Theoretically, if u get a GTX260 (about 270$) and overclock to 700Mhz (runs pretty well if fan speed is max,3K RPM) that will be 8.75 times faster than 8600GT and about 26 times faster than 3200+.

I wouldn’t advice to buy a GTX280, it has only 24 more cores (10%) and costs 20% more, if you really want an amazing system buy three GTX260-s (216 core versions), it costs about 780$ and is about 75 times faster than 3200+, if we multiply 3200±s price (60$ about, is this right?) on 75 will be 4500$ :D

seibert · January 15, 2009, 5:11pm

Depending on whether your code is FPU limited or memory bandwidth limited (many CUDA apps are actually the latter), your code will scale something like the ratio of [processors*clock rate] or the ratio of the theoretical memory bandwidths. Compute both ratios, and that will give a range of speedups. (Note that other things might run faster on the GTX 280, like slightly uncoalesced memory reads. These ratios will not predict that.)

Without knowing why the nested for loop code failed, this is hard to say (though the answer is likely “no”). Did you get any error message at all?

_Big_Mac · January 15, 2009, 5:23pm

If your kernel is memory bound (as most are), GTX 280 has about 6-7 times the peak bandwidth of an 8600 GT and you could estimate your speed-up as this factor.

Delfistyaosani · January 15, 2009, 5:45pm

Can you tell how many operations are required on the same data? I ask this because there are many registers (1024 as I know) per core so if u use PTX instead of CUDA an optimized combination may speed up your code 2-3 times, cuz you need no extra clocks to access a register, but memory needs 100+, this is not controllable from cuda, you’ll need to learn PTX and CUDA Driver API (I’m doing that at this time :D )

Whatever your code depends on, FPU power or mem bandwidth, 3xGTX260 will be much faster than 2xGTX280 :)
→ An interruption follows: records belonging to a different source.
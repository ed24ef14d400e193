use std::collections::{BTreeMap, BTreeSet};

use anchor_lang::prelude::*;

use crate::errors::OracleMarketsError;

/// Client-local facts about one account on one market.
///
/// The ledger does not expose these, so the client records them after a
/// successful submission and feeds them back into the gate.
#[derive(AnchorSerialize, AnchorDeserialize, Clone, Copy, Debug, PartialEq, Eq, Default)]
pub struct AccountFlags {
    /// A jury vote from this account was confirmed.
    pub has_voted: bool,

    /// Proposer stake/fees were claimed (or the slash accepted).
    pub proposer_claimed: bool,
}

/// Read/write contract for client-local market state.
///
/// Writes are idempotent. The expired latch can be set but never cleared.
pub trait AccountStateStore {
    fn flags(&self, market_id: u64, account: &Pubkey) -> AccountFlags;

    fn record_vote(&mut self, market_id: u64, account: &Pubkey);

    fn record_proposer_claim(&mut self, market_id: u64, account: &Pubkey);

    fn is_market_expired(&self, market_id: u64) -> bool;

    /// Latch `market_id` as permanently expired. Returns true on first latch.
    fn mark_market_expired(&mut self, market_id: u64) -> bool;
}

/// ─── Memory Store ─────────────────────────────────────────────────
///
/// In-process store. Persist it with [`MemoryStore::to_bytes`] and reload
/// with [`MemoryStore::from_bytes`].
#[derive(AnchorSerialize, AnchorDeserialize, Clone, Debug, PartialEq, Eq, Default)]
pub struct MemoryStore {
    accounts: BTreeMap<(u64, Pubkey), AccountFlags>,
    expired_markets: BTreeSet<u64>,
}

impl MemoryStore {
    pub fn new() -> Self {
        Self::default()
    }

    pub fn to_bytes(&self) -> Result<Vec<u8>> {
        self.try_to_vec()
            .map_err(|_| error!(OracleMarketsError::StoreEncoding))
    }

    pub fn from_bytes(bytes: &[u8]) -> Result<Self> {
        Self::try_from_slice(bytes).map_err(|_| error!(OracleMarketsError::StoreEncoding))
    }

    fn entry(&mut self, market_id: u64, account: &Pubkey) -> &mut AccountFlags {
        self.accounts.entry((market_id, *account)).or_default()
    }
}

impl AccountStateStore for MemoryStore {
    fn flags(&self, market_id: u64, account: &Pubkey) -> AccountFlags {
        self.accounts
            .get(&(market_id, *account))
            .copied()
            .unwrap_or_default()
    }

    fn record_vote(&mut self, market_id: u64, account: &Pubkey) {
        self.entry(market_id, account).has_voted = true;
    }

    fn record_proposer_claim(&mut self, market_id: u64, account: &Pubkey) {
        self.entry(market_id, account).proposer_claimed = true;
    }

    fn is_market_expired(&self, market_id: u64) -> bool {
        self.expired_markets.contains(&market_id)
    }

    fn mark_market_expired(&mut self, market_id: u64) -> bool {
        let first = self.expired_markets.insert(market_id);
        if first {
            msg!("Market #{} latched as expired: jury can no longer be drawn", market_id);
        }
        first
    }
}
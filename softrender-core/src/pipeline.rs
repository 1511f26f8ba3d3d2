/// World → view → projection → window transform chain
use std::cell::Cell;

use nalgebra::{Matrix4, Point2, Vector4};

/// Transformed `w` at or below this is behind the eye or at infinity.
const MIN_CLIP_W: f32 = 1e-6;

/// A vertex after the full transform and the perspective divide.
#[derive(Debug, Clone, Copy, PartialEq)]
pub struct ScreenVertex {
    /// Window coordinates in pixels, `(0, 0)` at the top-left corner.
    pub position: Point2<f32>,
    /// Normalized device depth in `[-1, 1]` for points between the clip planes.
    pub depth: f32,
    /// `1 / w` of the transformed vertex, kept for perspective-correct interpolation.
    pub inv_w: f32,
}

/// Affine map from normalized device coordinates to pixel coordinates.
///
/// NDC x in `[-1, 1]` maps to `[0, width]` and NDC y in `[-1, 1]` maps to
/// `[height, 0]`: image rows run top to bottom while NDC y points up. Depth
/// passes through untouched. Written as a 4x4 matrix so it can sit in front
/// of the projection matrix; since it leaves `w` alone, dividing afterwards
/// gives the same result as dividing first.
pub fn window_matrix(width: u32, height: u32) -> Matrix4<f32> {
    let half_w = width as f32 / 2.0;
    let half_h = height as f32 / 2.0;
    #[rustfmt::skip]
    let matrix = Matrix4::new(
        half_w, 0.0,     0.0, half_w,
        0.0,    -half_h, 0.0, half_h,
        0.0,    0.0,     1.0, 0.0,
        0.0,    0.0,     0.0, 1.0,
    );
    matrix
}

/// The four transforms of a render device and their cached product.
///
/// Each setter invalidates the cache; the product is rebuilt on the next
/// projection. The cache lives in a [`Cell`], so a pipeline must not be
/// shared across threads.
#[derive(Debug, Clone)]
pub struct TransformPipeline {
    world: Matrix4<f32>,
    view: Matrix4<f32>,
    projection: Matrix4<f32>,
    window: Matrix4<f32>,
    composed: Cell<Option<Matrix4<f32>>>,
}

impl TransformPipeline {
    pub fn new(view: Matrix4<f32>, projection: Matrix4<f32>, window: Matrix4<f32>) -> Self {
        Self {
            world: Matrix4::identity(),
            view,
            projection,
            window,
            composed: Cell::new(None),
        }
    }

    pub fn world(&self) -> &Matrix4<f32> {
        &self.world
    }

    pub fn view(&self) -> &Matrix4<f32> {
        &self.view
    }

    pub fn projection(&self) -> &Matrix4<f32> {
        &self.projection
    }

    pub fn window(&self) -> &Matrix4<f32> {
        &self.window
    }

    pub fn set_world(&mut self, world: Matrix4<f32>) {
        self.world = world;
        self.composed.set(None);
    }

    pub fn set_view(&mut self, view: Matrix4<f32>) {
        self.view = view;
        self.composed.set(None);
    }

    pub fn set_projection(&mut self, projection: Matrix4<f32>) {
        self.projection = projection;
        self.composed.set(None);
    }

    pub fn set_window(&mut self, window: Matrix4<f32>) {
        self.window = window;
        self.composed.set(None);
    }

    /// `window * projection * view * world`, rebuilt only after a setter ran.
    pub fn composed(&self) -> Matrix4<f32> {
        match self.composed.get() {
            Some(matrix) => matrix,
            None => {
                let matrix = self.window * self.projection * self.view * self.world;
                self.composed.set(Some(matrix));
                matrix
            }
        }
    }

    /// Full transform plus perspective divide.
    ///
    /// `None` when the transformed `w` is not positive (the vertex sits on or
    /// behind the eye plane) or the result is not finite.
    pub fn project(&self, vertex: &Vector4<f32>) -> Option<ScreenVertex> {
        let clip = self.composed() * vertex;
        if !(clip.w > MIN_CLIP_W) {
            return None;
        }
        let inv_w = 1.0 / clip.w;
        let projected = ScreenVertex {
            position: Point2::new(clip.x * inv_w, clip.y * inv_w),
            depth: clip.z * inv_w,
            inv_w,
        };
        let finite = projected.position.x.is_finite()
            && projected.position.y.is_finite()
            && projected.depth.is_finite();
        finite.then_some(projected)
    }
}

#[cfg(test)]
mod tests {
    use super::*;
    use crate::camera::Camera;
    use approx::assert_relative_eq;

    fn default_pipeline(width: u32, height: u32) -> TransformPipeline {
        let camera = Camera::new(width, height);
        TransformPipeline::new(
            camera.view_matrix().unwrap(),
            camera.projection_matrix().unwrap(),
            window_matrix(width, height),
        )
    }

    #[test]
    fn test_window_matrix_flips_y() {
        let window = window_matrix(640, 480);
        let top_left = window * Vector4::new(-1.0, 1.0, 0.25, 1.0);
        assert_relative_eq!(top_left, Vector4::new(0.0, 0.0, 0.25, 1.0));
        let bottom_right = window * Vector4::new(1.0, -1.0, 0.0, 1.0);
        assert_relative_eq!(bottom_right, Vector4::new(640.0, 480.0, 0.0, 1.0));
    }

    #[test]
    fn test_origin_projects_to_viewport_center() {
        let pipeline = default_pipeline(200, 100);
        let projected = pipeline.project(&Vector4::new(0.0, 0.0, 0.0, 1.0)).unwrap();
        assert_relative_eq!(projected.position, Point2::new(100.0, 50.0), epsilon = 1e-4);
        assert!(projected.depth > -1.0 && projected.depth < 1.0);
        assert_relative_eq!(projected.inv_w, 0.2, epsilon = 1e-6);
    }

    #[test]
    fn test_nearer_points_have_smaller_depth() {
        let pipeline = default_pipeline(100, 100);
        let far = pipeline.project(&Vector4::new(0.0, 0.0, -3.0, 1.0)).unwrap();
        let near = pipeline.project(&Vector4::new(0.0, 0.0, 3.0, 1.0)).unwrap();
        assert!(near.depth < far.depth);
    }

    #[test]
    fn test_vertices_behind_eye_are_excluded() {
        let pipeline = default_pipeline(100, 100);
        // The eye sits at z = 5 looking towards -z.
        assert!(pipeline.project(&Vector4::new(0.0, 0.0, 5.0, 1.0)).is_none());
        assert!(pipeline.project(&Vector4::new(0.0, 0.0, 9.0, 1.0)).is_none());
        assert!(pipeline.project(&Vector4::new(0.0, 0.0, 0.0, 0.0)).is_none());
        assert!(pipeline
            .project(&Vector4::new(f32::NAN, 0.0, 0.0, 1.0))
            .is_none());
    }

    #[test]
    fn test_cache_invalidated_by_setters() {
        let mut pipeline = default_pipeline(100, 100);
        let before = pipeline.composed();
        pipeline.set_world(Matrix4::new_translation(&nalgebra::Vector3::new(1.0, 0.0, 0.0)));
        let after = pipeline.composed();
        assert_ne!(before, after);
        assert_eq!(
            after,
            pipeline.window() * pipeline.projection() * pipeline.view() * pipeline.world()
        );

        pipeline.set_window(window_matrix(50, 50));
        assert_ne!(pipeline.composed(), after);
    }

    #[test]
    fn test_identity_chain_is_passthrough() {
        let pipeline =
            TransformPipeline::new(Matrix4::identity(), Matrix4::identity(), Matrix4::identity());
        let projected = pipeline.project(&Vector4::new(4.0, 6.0, 0.5, 2.0)).unwrap();
        assert_eq!(projected.position, Point2::new(2.0, 3.0));
        assert_eq!(projected.depth, 0.25);
        assert_eq!(projected.inv_w, 0.5);
    }
}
E.D_Riedijk · January 15, 2009, 6:48pm

I have never heard of anyone that managed to get a significant speedup by using ptx instead of normal cuda code on the forum. In ptx registers are used only once, it is ptxas that performs optimization (and is quite good at it).

The actual decision to start to use local memory instead of registers is performed by ptxas, so ptx code has the same problem.

ptx is a nice intermediate format (OpenCL code will also be compiled to ptx). And people that are a fan of pascal can write pascal to ptx compilers this way ;)

Delfistyaosani · January 15, 2009, 7:32pm

PTX? buut it is said that OpenCL will work on ATI cards too, as I know PTX doesn’t, how about that? ^_^

AndreiB · January 15, 2009, 8:06pm

kjulius, if you plan to run your program on consumer graphic cards (i.e. not Tesla), you should avoid big running time and try to fit within one second max. That’s because watchdog on Vista is 2 seconds. To keep workload reasonable for low-end and high-end cards it may be necessary to adjust number of blocks within a grid according to number of processors on installed card. If you follow those guidelines, your program will run on all cards, from low-enf 8600GT to high-end GTX280.

You will be surprised, but this is not controllable from PTX either. Register allocation happens after PTX generation, during ptxas phase, and I’m fairly sure it will rearrange things so that final result will be almost the same as with .cu files. No 2x-3x speedup ever.

Why don’t just switch on your brains? How CUDA code is compiled?

High-level OpenCL code will be compiled into PTX for NVIDIA cards. For ATI it will be compiled into IL. Rest will be done by driver. Or maybe you were dreaming about binary compatibility betwee all OpenCL-compliant cards?

Delfistyaosani · January 15, 2009, 10:38pm

Ok Ok, if it doesn’t matter then why is there .global and .reg definitions? If everything gets rearranged then there is no need of doing this :D I’ll test a few things about that and maybe a small performance comparison to CUDA :)

tmurray · January 15, 2009, 11:10pm

final register allocation is done after PTX–otherwise, how could you handle cards with different numbers of registers?

Delfistyaosani · January 15, 2009, 11:38pm

Gas got it finally: defining .reg, .global or any other in PTX is like a “wish list”, if a user configuration doesn’t violate physical limits then OK, else some types get changed, right?

P.S.

your lucky post External Image

kjulius · January 16, 2009, 3:30am

Thanks a lot for your response, gentlemen.

My program is currently targetting derivatives traders with commercial graphics card who expect the results interactively in seconds
rather than minutes.

Following the given advices, I shouldn’t worry too much about getting the last drop of juice out of the GPU and should try to take
advantage of what I can get easily in affordable graphics cards.

About the nested for loop, I will try to come up with simplified code that demonstrates the problem.

kjulius